Neural NETworks for antibody Affinity Maturation.

## pip installation

Netam is available on PyPI, and works with Python 3.9 through 3.11.

```
pip install netam
```

This will allow you to use the models.

However, if you wish to interact with the models on a more detailed level, you will want to do a developer installation (see below).

## Models

### Thrifty model of somatic hypermutation

This model is described in:

Sung, Johnson, Dumm, Simon, Haddox, Fukuyama, Matsen IV. [Thrifty wide-context models of B cell receptor somatic hypermutation](https://elifesciences.org/reviewed-preprints/105471). *eLife*. 2025 Mar. doi: 10.7554/elife.105471.1

The corresponding reproducible experiments are at [matsengrp/thrifty-experiments-1](https://github.com/matsengrp/thrifty-experiments-1/); see that repo's README for additional dependencies.
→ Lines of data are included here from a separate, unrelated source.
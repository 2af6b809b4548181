//! ZIP extraction into a staging directory with path-traversal protection.

use anyhow::{bail, Context, Result};
use std::fs::{self, File};
use std::io;
use std::path::{Component, Path, PathBuf};

/// Decompress `src` into `dest`, creating `dest` as needed.
///
/// Security invariant: every entry materializes strictly inside `dest`.
/// Entry names are rebuilt component by component; absolute paths, drive
/// prefixes and `..` segments are rejected rather than resolved.
pub fn extract_zip(src: &Path, dest: &Path) -> Result<()> {
    let file = File::open(src).with_context(|| format!("open zip: {}", src.display()))?;
    let mut archive = zip::ZipArchive::new(file).context("open zip")?;
    fs::create_dir_all(dest)
        .with_context(|| format!("create extract root: {}", dest.display()))?;

    for index in 0..archive.len() {
        let mut entry = archive.by_index(index).context("open zip entry")?;
        let name = entry.name().to_string();
        let target = sanitize_entry_path(dest, &name)?;

        if entry.is_dir() {
            fs::create_dir_all(&target)
                .with_context(|| format!("create dir: {}", target.display()))?;
            continue;
        }

        if let Some(parent) = target.parent() {
            fs::create_dir_all(parent)
                .with_context(|| format!("create parent dir: {}", parent.display()))?;
        }
        let mut out = File::create(&target)
            .with_context(|| format!("create extracted file: {}", target.display()))?;
        io::copy(&mut entry, &mut out)
            .with_context(|| format!("extract file: {}", target.display()))?;

        #[cfg(unix)]
        if let Some(mode) = entry.unix_mode() {
            use std::os::unix::fs::PermissionsExt;
            let _ = fs::set_permissions(&target, fs::Permissions::from_mode(mode));
        }
    }
    Ok(())
}

/// Rebuild an archive entry name under `dest`, rejecting anything that
/// would escape it.
fn sanitize_entry_path(dest: &Path, name: &str) -> Result<PathBuf> {
    let mut target = dest.to_path_buf();
    for component in Path::new(name).components() {
        match component {
            Component::Normal(part) => target.push(part),
            Component::CurDir => {}
            Component::ParentDir | Component::RootDir | Component::Prefix(_) => {
                bail!("invalid zip path: {name}")
            }
        }
    }
    Ok(target)
}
### Deep Natural Selection Model (DNSM)

This model is described in:

Matsen IV, Sung, Johnson, Dumm, Rich, Starr, Song, Bradley, Fukuyama, Haddox. [A sitewise model of natural selection on individual antibodies via a transformer-encoder](https://academic.oup.com/mbe/advance-article/doi/10.1093/molbev/msaf186/8222712). *Mol Biol Evol*. 2025 Jul;42(8):msaf186. doi: 10.1093/molbev/msaf186

The corresponding reproducible experiments are at [matsengrp/dnsm-experiments-mbe](https://github.com/matsengrp/dnsm-experiments-mbe/); see that repo's README for additional dependencies.


## Pretrained models

Pretrained models will be downloaded on demand, so you will not need to install them separately.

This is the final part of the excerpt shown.